--- Activity ---
Check every line below for the word "KeywordCache" and copy each one that has it.

--- Stored items ---
*** Begin section ***
//! In-memory caches for the filtered event list and the processed keywords.

use std::collections::HashSet;
use std::time::{Duration, Instant};

use chrono::{DateTime, Datelike, Local};

use crate::types::Event;

/// How long a processed keyword set stays valid.
pub const KEYWORD_CACHE_TTL: Duration = Duration::from_secs(300);

/// Last computed report, valid until the local month rolls over.
#[derive(Debug, Clone)]
pub struct EventCache {
    events: Vec<Event>,
    month: u32,
    year: i32,
}

impl EventCache {
    pub fn new(events: Vec<Event>, built_at: DateTime<Local>) -> Self {
        Self {
            events,
            month: built_at.month(),
            year: built_at.year(),
        }
    }

    /// True while `now` falls in the same local month and year as the build time.
    pub fn is_valid_at(&self, now: DateTime<Local>) -> bool {
        now.month() == self.month && now.year() == self.year
    }

    pub fn events(&self) -> &[Event] {
        &self.events
    }
}

/// Lowercased keyword set with a fixed TTL.
#[derive(Debug, Clone)]
pub struct KeywordCache {
    keywords: HashSet<String>,
    built_at: Instant,
}

impl KeywordCache {
    pub fn build<S: AsRef<str>>(keywords: &[S], built_at: Instant) -> Self {
        Self {
            keywords: keywords.iter().map(|k| k.as_ref().to_lowercase()).collect(),
            built_at,
        }
    }

    pub fn is_valid_at(&self, now: Instant) -> bool {
        now.saturating_duration_since(self.built_at) < KEYWORD_CACHE_TTL
    }

    pub fn keywords(&self) -> &HashSet<String> {
        &self.keywords
    }
}

#[cfg(test)]
mod tests {
    #![allow(clippy::unwrap_used, clippy::expect_used, clippy::panic)]
    use super::*;
    use chrono::{TimeZone, Utc};

    fn event(title: &str) -> Event {
        Event {
            id: Some(title.to_string()),
            title: Some(title.to_string()),
            start: Utc::now(),
            all_day: true,
            calendar_id: "work".into(),
        }
    }

    #[test]
    fn test_event_cache_valid_within_month() {
        let built = Local.with_ymd_and_hms(2025, 3, 2, 9, 0, 0).unwrap();
        let cache = EventCache::new(vec![event("Lunch")], built);

        let later = Local.with_ymd_and_hms(2025, 3, 30, 22, 0, 0).unwrap();
        assert!(cache.is_valid_at(later));
        assert_eq!(cache.events().len(), 1);
    }

    #[test]
    fn test_event_cache_invalid_after_month_rollover() {
        let built = Local.with_ymd_and_hms(2025, 3, 31, 23, 59, 30).unwrap();
        let cache = EventCache::new(vec![], built);

        let next_minute = Local.with_ymd_and_hms(2025, 4, 1, 0, 0, 10).unwrap();
        assert!(!cache.is_valid_at(next_minute));
    }

    #[test]
    fn test_event_cache_invalid_same_month_other_year() {
        let built = Local.with_ymd_and_hms(2024, 3, 10, 9, 0, 0).unwrap();
        let cache = EventCache::new(vec![], built);
        let next_year = Local.with_ymd_and_hms(2025, 3, 10, 9, 0, 0).unwrap();
        assert!(!cache.is_valid_at(next_year));
    }

    #[test]
    fn test_keyword_cache_ttl() {
        let t = Instant::now();
        let cache = KeywordCache::build(&["Lunch"], t);

        assert!(cache.is_valid_at(t + Duration::from_secs(299)));
        assert!(!cache.is_valid_at(t + Duration::from_secs(301)));
    }

    #[test]
    fn test_keyword_cache_lowercases_and_collapses() {
        let cache = KeywordCache::build(&["MTG", "mtg", "Lunch"], Instant::now());
        assert_eq!(cache.keywords().len(), 2);
        assert!(cache.keywords().contains("mtg"));
        assert!(cache.keywords().contains("lunch"));
    }
}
*** End section ***
--- Expected answer ---
pub struct KeywordCache {
impl KeywordCache {
        let cache = KeywordCache::build(&["Lunch"], t);
        let cache = KeywordCache::build(&["MTG", "mtg", "Lunch"], Instant::now());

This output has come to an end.